LONDON, Oct 1 (Reuters) - Britain should celebrate its
looming break from the "anti-science and anti-innovation"
approach of the European Union even if it costs its industry
more in red tape, the government's Brexit supremo Michael Gove
said on Thursday.
Gove was asked in the House of Commons by an opposition
lawmaker why companies in the chemicals industry should have to
stump up an extra 1 billion pounds ($1.3 billion) in the midst
of an economic crisis to duplicate regulation that it already
has with the EU.
Gove, the minister handling Brexit divorce issues for
Britain and one of the leading advocates for the break with
Brussels, said extra red tape was the price of securing autonomy
and independence to become more competitive in the future.

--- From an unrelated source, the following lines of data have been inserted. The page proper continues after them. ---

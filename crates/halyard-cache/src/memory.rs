//! In-process store with TTL support.
//!
//! Behaves like a single redis node for the operations in [`CacheStore`].
//! Expired keys are dropped lazily when touched or listed. Useful for
//! single-node deployments and as the backing store in tests.

use std::collections::{BTreeSet, HashMap};
use std::time::Duration;

use async_trait::async_trait;
use parking_lot::RwLock;
use tokio::time::Instant;

use crate::error::Result;
use crate::store::{CacheStore, Claim, compile_pattern};

#[derive(Debug, Clone)]
struct MemoryEntry {
    value: Vec<u8>,
    expires_at: Option<Instant>,
}

impl MemoryEntry {
    fn is_live(&self, now: Instant) -> bool {
        self.expires_at.is_none_or(|at| at > now)
    }
}

/// Thread-safe map-backed [`CacheStore`].
#[derive(Debug, Default)]
pub struct InMemoryStore {
    entries: RwLock<HashMap<String, MemoryEntry>>,
}

impl InMemoryStore {
    pub fn new() -> Self {
        Self::default()
    }

    /// Number of live keys.
    pub fn len(&self) -> usize {
        let now = Instant::now();
        self.entries.read().values().filter(|e| e.is_live(now)).count()
    }

    pub fn is_empty(&self) -> bool {
        self.len() == 0
    }

    /// Remaining time-to-live for `key`, if one is set.
    pub fn ttl(&self, key: &str) -> Option<Duration> {
        let now = Instant::now();
        self.entries
            .read()
            .get(key)
            .filter(|e| e.is_live(now))
            .and_then(|e| e.expires_at)
            .map(|at| at.saturating_duration_since(now))
    }

    fn live_value(&self, key: &str) -> Option<Vec<u8>> {
        let now = Instant::now();
        {
            let entries = self.entries.read();
            match entries.get(key) {
                Some(entry) if entry.is_live(now) => return Some(entry.value.clone()),
                None => return None,
                Some(_) => {}
            }
        }
        self.entries.write().retain(|_, e| e.is_live(now));
        None
    }
}

#[async_trait]
impl CacheStore for InMemoryStore {
    async fn set(&self, key: &str, value: &[u8]) -> Result<()> {
        self.entries.write().insert(
            key.to_string(),
            MemoryEntry {
                value: value.to_vec(),
                expires_at: None,
            },
        );
        Ok(())
    }

    async fn set_if_absent(&self, key: &str, value: &[u8]) -> Result<Claim> {
        let now = Instant::now();
        let mut entries = self.entries.write();
        if entries.get(key).is_some_and(|e| e.is_live(now)) {
            return Ok(Claim::Existed);
        }
        entries.insert(
            key.to_string(),
            MemoryEntry {
                value: value.to_vec(),
                expires_at: None,
            },
        );
        Ok(Claim::Created)
    }

    async fn expire(&self, key: &str, seconds: u64) -> Result<bool> {
        let now = Instant::now();
        let mut entries = self.entries.write();
        match entries.get_mut(key) {
            Some(entry) if entry.is_live(now) => {
                entry.expires_at = Some(now + Duration::from_secs(seconds));
                Ok(true)
            }
            _ => Ok(false),
        }
    }

    async fn get(&self, key: &str) -> Result<Option<Vec<u8>>> {
        Ok(self.live_value(key))
    }

    async fn delete(&self, key: &str) -> Result<u64> {
        let now = Instant::now();
        let removed = self.entries.write().remove(key);
        Ok(u64::from(removed.is_some_and(|e| e.is_live(now))))
    }

    async fn exists(&self, key: &str) -> Result<bool> {
        Ok(self.live_value(key).is_some())
    }

    async fn keys(&self, pattern: &str) -> Result<BTreeSet<String>> {
        let pattern = compile_pattern(pattern)?;
        let now = Instant::now();
        Ok(self
            .entries
            .read()
            .iter()
            .filter(|(k, e)| e.is_live(now) && pattern.matches(k))
            .map(|(k, _)| k.clone())
            .collect())
    }
}
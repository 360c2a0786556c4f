//! Bounded retry for remote cache calls.
//!
//! Each topology has a fixed attempt ceiling and a fixed pause between
//! attempts. Standalone retries immediately, sentinel waits for master
//! promotion, cluster waits out slot migration and failover.

use std::future::Future;
use std::time::Duration;

use halyard_config::Topology;
use tokio_util::sync::CancellationToken;

use crate::error::{CacheError, Result};

/// Attempt ceiling and pause for one topology.
#[derive(Debug, Clone, Copy, PartialEq, Eq)]
pub struct RetryPolicy {
    /// Total attempts per call, including the first.
    pub max_attempts: u32,
    /// Pause between attempts.
    pub backoff: Duration,
}

impl RetryPolicy {
    pub const STANDALONE: RetryPolicy = RetryPolicy {
        max_attempts: 3,
        backoff: Duration::ZERO,
    };

    pub const SENTINEL: RetryPolicy = RetryPolicy {
        max_attempts: 3,
        backoff: Duration::from_secs(2),
    };

    pub const CLUSTER: RetryPolicy = RetryPolicy {
        max_attempts: 30,
        backoff: Duration::from_secs(4),
    };

    pub fn for_topology(topology: Topology) -> Self {
        match topology {
            Topology::Standalone => Self::STANDALONE,
            Topology::Sentinel => Self::SENTINEL,
            Topology::Cluster => Self::CLUSTER,
        }
    }
}

/// Run `f` until it succeeds, fails with a non-transient error, or the
/// policy's attempt ceiling is reached.
///
/// The pause between attempts races `cancel`; a cancelled wait ends the
/// call with [`CacheError::Interrupted`].
pub async fn with_retry<F, Fut, T>(
    policy: RetryPolicy,
    cancel: &CancellationToken,
    operation: &str,
    mut f: F,
) -> Result<T>
where
    F: FnMut() -> Fut,
    Fut: Future<Output = Result<T>>,
{
    let mut attempt = 0;

    loop {
        attempt += 1;
        let err = match f().await {
            Ok(value) => return Ok(value),
            Err(e) if !e.is_transient() => return Err(e),
            Err(e) => e,
        };

        if attempt >= policy.max_attempts {
            tracing::warn!(
                operation,
                attempts = attempt,
                error = %err.detail(),
                "Cache call failed, giving up"
            );
            return Err(CacheError::Connection {
                attempts: attempt,
                message: err.detail(),
            });
        }

        tracing::warn!(
            operation,
            attempt,
            max_attempts = policy.max_attempts,
            backoff_ms = policy.backoff.as_millis() as u64,
            error = %err.detail(),
            "Cache call failed, retrying"
        );

        if cancel.is_cancelled() {
            return Err(CacheError::Interrupted);
        }
        if !policy.backoff.is_zero() {
            tokio::select! {
                _ = cancel.cancelled() => return Err(CacheError::Interrupted),
                _ = tokio::time::sleep(policy.backoff) => {}
            }
        }
    }
}

#[cfg(test)]
mod tests {
    use super::*;
    use std::sync::Arc;
    use std::sync::atomic::{AtomicU32, Ordering};

    /// Fails `failures` times with a transient error, then succeeds.
    async fn flaky(policy: RetryPolicy, failures: u32) -> (Result<&'static str>, u32) {
        let calls = AtomicU32::new(0);
        let cancel = CancellationToken::new();
        let result = with_retry(policy, &cancel, "test", || async {
            let n = calls.fetch_add(1, Ordering::SeqCst);
            if n < failures {
                Err(CacheError::transient("connection refused"))
            } else {
                Ok("ok")
            }
        })
        .await;
        (result, calls.load(Ordering::SeqCst))
    }

    #[tokio::test(start_paused = true)]
    async fn test_standalone_ceiling() {
        let (result, calls) = flaky(RetryPolicy::STANDALONE, 2).await;
        assert_eq!(result.unwrap(), "ok");
        assert_eq!(calls, 3);

        let (result, calls) = flaky(RetryPolicy::STANDALONE, 3).await;
        assert!(matches!(result, Err(CacheError::Connection { attempts: 3, .. })));
        assert_eq!(calls, 3);
    }

    #[tokio::test(start_paused = true)]
    async fn test_sentinel_ceiling_with_backoff() {
        let start = tokio::time::Instant::now();
        let (result, _) = flaky(RetryPolicy::SENTINEL, 2).await;
        assert!(result.is_ok());
        assert_eq!(start.elapsed(), Duration::from_secs(4));

        let (result, _) = flaky(RetryPolicy::SENTINEL, 3).await;
        assert!(matches!(result, Err(CacheError::Connection { attempts: 3, .. })));
    }

    #[tokio::test(start_paused = true)]
    async fn test_cluster_ceiling() {
        let (result, calls) = flaky(RetryPolicy::CLUSTER, 29).await;
        assert!(result.is_ok());
        assert_eq!(calls, 30);

        let (result, calls) = flaky(RetryPolicy::CLUSTER, 30).await;
        assert!(matches!(result, Err(CacheError::Connection { attempts: 30, .. })));
        assert_eq!(calls, 30);
    }

    #[tokio::test]
    async fn test_protocol_error_not_retried() {
        let calls = AtomicU32::new(0);
        let cancel = CancellationToken::new();
        let result: Result<()> = with_retry(RetryPolicy::CLUSTER, &cancel, "test", || async {
            calls.fetch_add(1, Ordering::SeqCst);
            Err(CacheError::Protocol("WRONGTYPE".to_string()))
        })
        .await;
        assert!(matches!(result, Err(CacheError::Protocol(_))));
        assert_eq!(calls.load(Ordering::SeqCst), 1);
    }

    #[tokio::test(start_paused = true)]
    async fn test_cancel_interrupts_backoff() {
        let cancel = CancellationToken::new();
        let calls = Arc::new(AtomicU32::new(0));

        let task = {
            let cancel = cancel.clone();
            let calls = calls.clone();
            tokio::spawn(async move {
                with_retry(RetryPolicy::CLUSTER, &cancel, "test", || {
                    let calls = calls.clone();
                    async move {
                        calls.fetch_add(1, Ordering::SeqCst);
                        Err::<(), _>(CacheError::transient("cluster down"))
                    }
                })
                .await
            })
        };

        tokio::time::sleep(Duration::from_secs(5)).await;
        cancel.cancel();
        let result = task.await.unwrap();
        assert!(matches!(result, Err(CacheError::Interrupted)));
        assert_eq!(calls.load(Ordering::SeqCst), 2);
    }

    #[test]
    fn test_policy_per_topology() {
        assert_eq!(RetryPolicy::for_topology(Topology::Standalone).max_attempts, 3);
        assert_eq!(
            RetryPolicy::for_topology(Topology::Sentinel).backoff,
            Duration::from_secs(2)
        );
        assert_eq!(RetryPolicy::for_topology(Topology::Cluster).max_attempts, 30);
    }
}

"It's an inevitable consequence of leaving the European
Union Single Market and Customs Union and freeing ourselves from
the jurisdiction of the Court of Justice of the European Union
that we do have to have our own regulatory systems in place," he
said.
"One of the great prizes of leaving the European Union is
that when it comes to life sciences and other areas we will be
free from the often anti-science and anti-innovation approach
that the EU has had hitherto."
Britain's chemicals industry, which includes companies such
as Ineos, Johnson Matthey, Croda and Synthomer, is bound to the
EU by an especially dense web of laws and safety standards, and
an EU products registry called Reach.
The lawmaker asking the question, Labour's Hilary Benn, said
his parliamentary select committee had been told by
representatives of the industry that the cost of registering all
chemicals under a new UK Reach system would be around 1 billion
pounds.
($1 = 0.7791 pounds)
(Reporting by William James and Kate Holton; editing by Guy
Faulconbridge)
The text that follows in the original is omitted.